2.    Understanding the condition of the region’s water assets is a fundamental part of a prudent asset management system. However, historic under-investment in the region’s water assets, including condition assessment, has resulted in a low understanding of the health of the assets, an increased risk of service failures and consquent poor customer outcomes.  

3.    Wellington Water Limited (the company) is part-way through a four year programme worth a total of $17.9M ($10.2M Government stimulus funding and $7.7M council opex budgets) to assess the condition of the most important water assets and to put in place plans to address the findings. 

4.    As assets needing action and attention are identified, they are being programmed for renewal or maintenance as appropriate. All assessed assets have some further activities programmed, including those in good condition (which only need their next inspection to be scheduled). 

5.    In order for the initial health assessments to be completed, and for a rolling programme to reassess asset health to be implemented, a condition assessment budget of $10M per year  (in addition to planned maintenance) is considered an appropriate level of investment for the size of our asset base.  

6.    Expenditure of $10M per year on condition assessment would require significant capability uplift nationally. If the current LTP funding of approximately $2.5M per year for condition assessment programmes continues,  it will take 8 years for the region to have an initial understanding of the health of the most critical assets, and this current constraint will continue to limit the effective planning of asset renewal programmes. 

7.    Condition assessment does not provide a complete picture of asset health, and there will always be some level of risk of unplanned failures. That risk, and the associated costs to customers of service failure, will remain relatively high at the current level of investment in health and condition assessment. 

Background

8.    Unplanned critical asset failure is a key risk to meeting customer service expectations. The most critical assets provide essential services that support the health and livelihoods of the region’s communities and the environment. Unplanned failures can have significant impacts that are difficult to mitigate. Recent examples include the discharge of material volumes of untreated wastewater into the Wellington and Porirua harbours due to failures in trunk mains running through the CBD and from the northern suburbs, respectively. 

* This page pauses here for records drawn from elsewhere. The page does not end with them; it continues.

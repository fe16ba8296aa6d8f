use confique::Config;
use std::time::Duration;

/// Configuration for the remote authorization provider
#[derive(Debug, Config, Clone)]
pub struct ProviderConfig {
    /// Base URL of the provider API (default: https://api.authlete.com)
    #[config(env = "AUTHZ_PROVIDER_API_URL", default = "https://api.authlete.com")]
    pub api_url: String,

    /// Service API key, sent as the Basic auth username
    #[config(env = "AUTHZ_PROVIDER_API_KEY")]
    pub api_key: String,

    /// Service API secret, sent as the Basic auth password
    #[config(env = "AUTHZ_PROVIDER_API_SECRET")]
    pub api_secret: String,

    /// Timeout for a single provider request in seconds (default: 10)
    #[config(env = "AUTHZ_PROVIDER_CLIENT_TIMEOUT", default = 10)]
    pub client_timeout: u64,

    /// Timeout for establishing a provider connection in seconds (default: 2)
    #[config(env = "AUTHZ_PROVIDER_CONNECT_TIMEOUT", default = 2)]
    pub connect_timeout: u64,
}

impl ProviderConfig {
    /// Returns the absolute provider URL for the given API path
    pub fn url<S: AsRef<str>>(&self, path: S) -> String {
        let base = self.api_url.trim_end_matches('/');
        let path = path.as_ref();
        if path.starts_with('/') {
            format!("{}{}", base, path)
        } else {
            format!("{}/{}", base, path)
        }
    }

    pub fn client_timeout(&self) -> Duration {
        Duration::from_secs(self.client_timeout)
    }

    pub fn connect_timeout(&self) -> Duration {
        Duration::from_secs(self.connect_timeout)
    }
}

9.    Understanding the health and condition of these assets is essential for minimising the risk of unplanned failures. These assessments, conducted periodically over the lifetime of the assets, enables optimal decision-making on when to maintain or replace them. They also help to optimise the cost of delivering the services by ensuring that these interventions are undertaken at the ideal time. Assets can be replaced when this provides greater net benefit than continuing to maintain them. They can also be maintained in a manner that prolongs their operating life and performance.  

10.  The collection of robust asset condition data, and its use in planning renewals, will also, over time, address the “matter of emphasis” identified in the audits of the councils’ 2021 Long Term Plan Consultation Document earlier this year. 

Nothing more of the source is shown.